«Es un arbusto autóctono que no requiere muchos cuidados ni agua que mejorará la estética de la entrada a Arnedo como un jardín de transición», explica el encargado de la Brigada de Jardinería, Carmelo Pérez-Aradros, que encabezó ayer junto al alcalde Juan Antonio Abad y la concejal de Medio Ambiente Paquita Jaén las explicaciones de la jornada, que implicó y contagió el mensaje sobre la importancia del árbol entre los pequeños.

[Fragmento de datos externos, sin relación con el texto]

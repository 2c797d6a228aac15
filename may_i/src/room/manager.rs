//! Room manager for spawning and managing multiple room actors.

use super::{
    RoomId,
    actor::{RoomActor, RoomHandle},
    config::RoomConfig,
    messages::{RoomMessage, RoomResponse, RoomStateResponse},
};
use crate::game::{
    Game,
    entities::{ConnectionId, PlayerId},
};
use chrono::{DateTime, Utc};
use serde::Serialize;
use std::{collections::HashMap, sync::Arc};
use tokio::sync::RwLock;

/// Room metadata for discovery
#[derive(Debug, Clone, Serialize)]
pub struct RoomMetadata {
    pub id: RoomId,
    pub name: String,
    pub player_count: usize,
    pub max_players: usize,
    pub speed: String,
    pub created_at: DateTime<Utc>,
}

/// Room manager for managing multiple room instances
///
/// This is the only place rooms are created and closed.
#[derive(Clone, Default)]
pub struct RoomManager {
    /// Active room handles
    rooms: Arc<RwLock<HashMap<RoomId, RoomHandle>>>,

    /// Next room ID
    next_room_id: Arc<RwLock<RoomId>>,

    /// Discovery info, player counts refreshed on join
    metadata: Arc<RwLock<HashMap<RoomId, RoomMetadata>>>,
}

impl RoomManager {
    /// Create a new room manager
    pub fn new() -> Self {
        Self::default()
    }

    /// Create and spawn a new room
    pub async fn create_room(&self, config: RoomConfig) -> Result<RoomId, String> {
        config.validate()?;
        let game = Game::from(config.settings.clone());
        self.spawn_room(config, game).await
    }

    /// Create a room whose shuffles are reproducible
    pub async fn create_seeded_room(&self, config: RoomConfig, seed: u64) -> Result<RoomId, String> {
        config.validate()?;
        let game = Game::with_seed(config.settings.clone(), seed);
        self.spawn_room(config, game).await
    }

    async fn spawn_room(&self, config: RoomConfig, game: Game) -> Result<RoomId, String> {
        // Get next room ID
        let mut next_id = self.next_room_id.write().await;
        *next_id += 1;
        let room_id = *next_id;
        drop(next_id);

        let metadata = RoomMetadata {
            id: room_id,
            name: config.name.clone(),
            player_count: 0,
            max_players: config.settings.player_count,
            speed: config.speed.to_string(),
            created_at: Utc::now(),
        };

        let (actor, handle) = RoomActor::with_game(room_id, config, game);

        let mut rooms = self.rooms.write().await;
        rooms.insert(room_id, handle);
        drop(rooms);

        let mut cache = self.metadata.write().await;
        cache.insert(room_id, metadata);
        drop(cache);

        tokio::spawn(async move {
            actor.run().await;
        });

        log::info!("Created and spawned room {room_id}");

        Ok(room_id)
    }

    /// Get a room handle
    pub async fn get_room(&self, room_id: RoomId) -> Option<RoomHandle> {
        let rooms = self.rooms.read().await;
        rooms.get(&room_id).cloned()
    }

    /// List all active rooms, oldest first
    pub async fn list_rooms(&self) -> Vec<RoomMetadata> {
        let cache = self.metadata.read().await;
        let mut rooms: Vec<RoomMetadata> = cache.values().cloned().collect();
        rooms.sort_by_key(|m| (m.created_at, m.id));
        rooms
    }

    /// Close a room
    pub async fn close_room(&self, room_id: RoomId) -> Result<(), String> {
        let handle = self
            .get_room(room_id)
            .await
            .ok_or_else(|| "Room not found".to_string())?;

        // An actor that already stopped has nothing left to close.
        if let Err(e) = handle
            .request(|response| RoomMessage::Close { response })
            .await
        {
            log::warn!("Room {room_id} did not acknowledge close: {e}");
        }

        let mut rooms = self.rooms.write().await;
        rooms.remove(&room_id);
        drop(rooms);

        let mut cache = self.metadata.write().await;
        cache.remove(&room_id);
        drop(cache);

        log::info!("Closed room {room_id}");

        Ok(())
    }

    async fn room(&self, room_id: RoomId) -> Result<RoomHandle, String> {
        self.get_room(room_id)
            .await
            .ok_or_else(|| "Room not found".to_string())
    }

    /// Join a room
    pub async fn join_room(
        &self,
        room_id: RoomId,
        player_id: PlayerId,
        name: String,
        connection: ConnectionId,
    ) -> Result<RoomResponse, String> {
        let handle = self.room(room_id).await?;
        let response = handle.join(player_id, name, connection).await?;

        if response.is_success()
            && let Ok(state) = handle.state().await
        {
            self.update_player_count_cache(room_id, state.player_count)
                .await;
        }

        Ok(response)
    }

    /// Rebind a seat to a new player id
    pub async fn reconnect(
        &self,
        room_id: RoomId,
        old_id: PlayerId,
        new_id: PlayerId,
        connection: ConnectionId,
    ) -> Result<RoomResponse, String> {
        self.room(room_id)
            .await?
            .request(|response| RoomMessage::Reconnect {
                old_id,
                new_id,
                connection,
                response,
            })
            .await
    }

    /// Mark a player's connection as gone
    pub async fn disconnect(
        &self,
        room_id: RoomId,
        player_id: PlayerId,
    ) -> Result<RoomResponse, String> {
        self.room(room_id)
            .await?
            .request(|response| RoomMessage::Disconnect {
                player_id,
                response,
            })
            .await
    }

    /// Get room state
    pub async fn get_room_state(&self, room_id: RoomId) -> Result<RoomStateResponse, String> {
        self.room(room_id).await?.state().await
    }

    /// Get active room count
    pub async fn active_room_count(&self) -> usize {
        let rooms = self.rooms.read().await;
        rooms.len()
    }

    async fn update_player_count_cache(&self, room_id: RoomId, player_count: usize) {
        let mut cache = self.metadata.write().await;
        if let Some(metadata) = cache.get_mut(&room_id) {
            metadata.player_count = player_count;
        }
    }
}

Porque esta plantación de tamarindos en el Día del Árbol, que se celebra en Arnedo desde hace cuatro décadas, fue ayer la culminación a toda una semana de charlas en los centros educativos de la localidad. «Queremos concienciar en la importancia del árbol en la ciudad -expresa Paquita Jaén-, un ser vivo que nos aporta muchos beneficios y que debemos tratarlo con mucho mimo».
653 tesoros
Las calles y parques de Arnedo cuentan con 653 tesoros, 653 árboles de diversas especies que dan vida y embellecen el casco urbano. «No sólo da sombra y es bonito, el árbol tiene funciones sociológicas y psicológicas a nivel personal y en la mejora del microclima -explica Carmelo Pérez-Aradros-. Cuando hay árboles, los días son menos calurosos y las noches menos frías, gastamos menos calefacción incluso en los inviernos sin hojas, no hay islas de calor...». Con este mensaje, el Día del Árbol subrayó ayer su importancia como patrimonio y bien común y como herencia a las futuras generaciones.